Was bedeutet das für dich?

  • arbeite an deiner Lauftechnik – immer!
    Wenn du deine Lauftechnik verbesserst, werden sich auch deine Laufschuhe verändern. Du wirst mit gestützten Schuhen nicht mehr laufen wollen und schon gar nicht laufen können, auch wenn du momentan nur mit solchen laufen kannst. Deine Verletzungsanfälligkeit wird aber sinken, trotz Überpronation.
  • unterschätze nicht die Überpronation
    Wenn du eine Überpronation hast, dann sind gestützte Schuhe (zumindest mittelfristig) noch immer wichtig, damit du dich nicht verletzt. Sie haben eine Berechtigung, wenn du nichts an deinem Laufstil änderst.
  • andere Laufschuhe
    Lege dir leichtere Trainingsschuhe zu. Ungestützte Schuhe mit einer geringen Dämpfung und Sprengung.
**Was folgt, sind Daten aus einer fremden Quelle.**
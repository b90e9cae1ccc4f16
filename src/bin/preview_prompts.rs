//! Compose prompts and palettes offline, without calling the image API.
use std::path::PathBuf;

use alien_ceramics::aspect_ratio::AspectRatio;
use alien_ceramics::color_source::ColorSource;
use alien_ceramics::palette::{CeramicType, ColorFamilies};
use alien_ceramics::prompt::{PromptEngine, PromptProfile};
use alien_ceramics::vocabulary::VocabularyBank;
use anyhow::{Context, Result};
use clap::Parser;
use rand::SeedableRng;
use rand::rngs::StdRng;

/// Preview what a batch would ask for.
///
///   preview_prompts -n 3 --type stellar
#[derive(Parser, Debug)]
#[command(name = "preview_prompts")]
struct Args {
    /// Colors to feature, automatic palettes when empty
    colors: Vec<String>,

    /// How many prompts to compose
    #[arg(long, short = 'n', default_value_t = 3)]
    count: usize,

    /// Ceramic type for automatic palettes
    #[arg(long = "type", value_enum)]
    ceramic_type: Option<CeramicType>,

    /// Prompt layout
    #[arg(long, value_enum, default_value_t = PromptProfile::Museum)]
    profile: PromptProfile,

    /// Seed the RNG for a repeatable preview
    #[arg(long)]
    seed: Option<u64>,

    /// Phrase banks to use instead of the bundled ones
    #[arg(long)]
    vocabulary: Option<PathBuf>,
}

fn main() -> Result<()> {
    let args = Args::parse();

    let vocabulary = match &args.vocabulary {
        Some(path) => VocabularyBank::from_path(path)
            .with_context(|| format!("Failed to load vocabulary from {}", path.display()))?,
        None => VocabularyBank::bundled()?,
    };
    let families = ColorFamilies::bundled()?;
    let engine = PromptEngine::new(vocabulary, families, args.profile);
    let mut source = ColorSource::new(args.colors.clone(), true, args.ceramic_type);
    let mut rng = StdRng::seed_from_u64(args.seed.unwrap_or_else(rand::random));

    let count = args.count.max(source.minimum_batch_size());
    for index in 0..count {
        let ratio = AspectRatio::random(&mut rng);
        let prompt = engine.compose(ratio, &mut source, &mut rng);
        println!("#{} [{ratio}, {}x{}]", index + 1, ratio.width(), ratio.height());
        if let Some(classification) = &prompt.classification {
            match &classification.scale {
                Some(scale) => println!("Classification: {} / {scale}", classification.category),
                None => println!("Classification: {}", classification.category),
            }
        }
        println!("Color: {}", prompt.color);
        println!("{}\n", prompt.text);
    }

    println!("Palette preview:");
    let types = match args.ceramic_type {
        Some(ceramic_type) => vec![ceramic_type],
        None => CeramicType::ALL.to_vec(),
    };
    for ceramic_type in types {
        let (palette, _) = engine.families().random_palette(Some(ceramic_type), &mut rng);
        let swatches: Vec<String> = palette
            .colors
            .iter()
            .zip(&palette.weights)
            .map(|(color, weight)| format!("{color} ({:.0}%)", weight * 100.0))
            .collect();
        println!("{:>12}: {}", ceramic_type.tag(), swatches.join(", "));
    }
    Ok(())
}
Mit diesen Schuhen absolvierst du deine kurzen und/oder intensiven Einheiten wie zum Beispiel das Techniktraining oder kurze, knackige Intervalle.
  • „homöopathischer“ Einsatz
    Ändere deinen Laufstil bzw. deine Laufschuhe nicht zu schnell. Der Körper braucht seine Zeit, um sich an die neuen Gegebenheiten anzupassen und die nötigen Muskeln aufzubauen.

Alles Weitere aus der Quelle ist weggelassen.